Nella campagna bergamasca, alla fine dell’Ottocento, alcune umili famiglie di contadini vivono in una cascina che racchiude le loro case, la stalla, la corte. Si lavora tutto il giorno, adulti e bambini, e viene vissuta come una stranezza la richiesta del sacerdote di far studiare un ragazzino particolarmente sveglio. La sera si mangia quel poco che c’è, si prega insieme il rosario, si raccontano e si ascoltano storie divertenti o paurose davanti al fuoco. Passano le stagioni, apparentemente immutabili eppure ogni scelta pesa enormemente. In positivo, come vincere la timidezza e farsi avanti con una ragazza (e, per lei, accettare la corte del goffo pretendente); o anche solo piantare i pomodori prima del tempo e cambiare concime. O in negativo, come quella di Batistì di abbattere di nascosto un albero per fare un nuovo paio di zoccoli per il figlio Mènec, che appunto va a scuola e camminando a lungo ha completamente distrutto gli unici che aveva. Quando il padrone scoprirà i resti dell’albero, le conseguenze per quella famiglia – dov’è appena nato un terzo figlio – saranno tristissime.

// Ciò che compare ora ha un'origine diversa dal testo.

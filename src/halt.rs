//! Fatal-halt primitive.
//!
//! Invoked on unrecoverable invariant violation. Drives all outputs
//! low, disables pull-ups, masks interrupts, enters permanent deep
//! sleep, and never returns.

use crate::error::HaltReason;

#[cfg(target_arch = "avr")]
mod target {
    use crate::drivers::hw_init::regs;

    pub fn halt() -> ! {
        unsafe {
            regs::write_volatile(regs::PORTB, 0x00);
            // PUD (Pull-up Disable) lives in MCUCR on the reference part.
            let mcucr = regs::read_volatile(regs::MCUCR);
            regs::write_volatile(regs::MCUCR, mcucr | (1 << regs::PUD));
            core::arch::asm!("cli");
            loop {
                core::arch::asm!("sleep");
            }
        }
    }
}

#[cfg(not(target_arch = "avr"))]
mod target {
    pub fn halt() -> ! {
        panic!("fatal halt");
    }
}

/// Invoke the fatal-halt primitive. Never returns.
pub fn halt(reason: HaltReason) -> ! {
    log::error!("fatal halt: {reason}");
    target::halt();
}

Quarant’anni fa, alla sua uscita prima al Festival di Cannes 1978 dove vinse a sorpresa la Palma d’oro e poi qualche mese dopo all’uscita nei cinema italiani (in doppia versione, dialettale con i sottotitoli e “doppiata” dagli stessi attori in italiano), L’albero degli zoccoli fu un enorme choc sulla cultura italiana e un sorprendente successo, pur nei limiti delle difficoltà di visione soprattutto per chi non aveva confidenza con il dialetto lombardo (meglio, bergamasco: oggettivamente ostico per chi non lo conosce). Vi rifulgeva l’amore di Ermanno Olmi per il mondo contadino e per gli umili, nonché le radici cristiane di un popolo abituato ad accontentarsi e ad accettare quello che viene (un figlio inaspettato come un’ingiustizia) confidando nella Provvidenza. Ma non si pensi a un idillio bucolico, anzi: la durezza di quella vita – davvero di altri tempi: e quarant’anni dopo è ancora più lontana dalla memoria dei contemporanei – è mostrata in ogni dettaglio, dalle misere condizioni ai disagi per il freddo; e non mancano le tensioni (il padre che si infuria sempre con il figlio), i problemi (le scarpe rotte), i drammi (i contadini cacciati via dalla cascina).

A rendere indimenticabile l’opera sono poi i luoghi, le scenografie naturali, le musiche di Bach e i canti popolari, le facce di attori non professionisti davvero presi dalle campagne (era ancora possibile, allora) e dalla bassa bergamasca. Anche il sacerdote don Carlo – così attento ai bisogni della sua gente – che pure non era un “alieno” come gli altri attori: era il disegnatore e umorista Carmelo Silva. Tanti i momenti memorabili: il rosario tutti insieme, i racconti di Batistì o di nonno Anselmo, il tenero e goffo corteggiamento di Stefano verso Maddalena, la paura della vedova per la malattia mortale della mucca che sostiene lei e i suoi figli, e poi le preghiere e la sua miracolosa guarigione. Ricordare a quarant’anni dalla sua uscita questo grande e particolarissimo film, spesso riproposto da alcuni canali tv e comunque recuperabile in dvd, permette anche di ricordare la meritoria operazione della Rai che produsse il film e che in quegli anni iniziò a sostenere il miglior cinema d’autore, con scelte molto coraggiose (l’anno prima aveva vinto sempre a Cannes con l’altrettanto difficile Padre padrone dei fratelli Taviani). E soprattutto di ricordare Olmi, grande maestro lombardo e cantore di un’umanità d’altri tempi.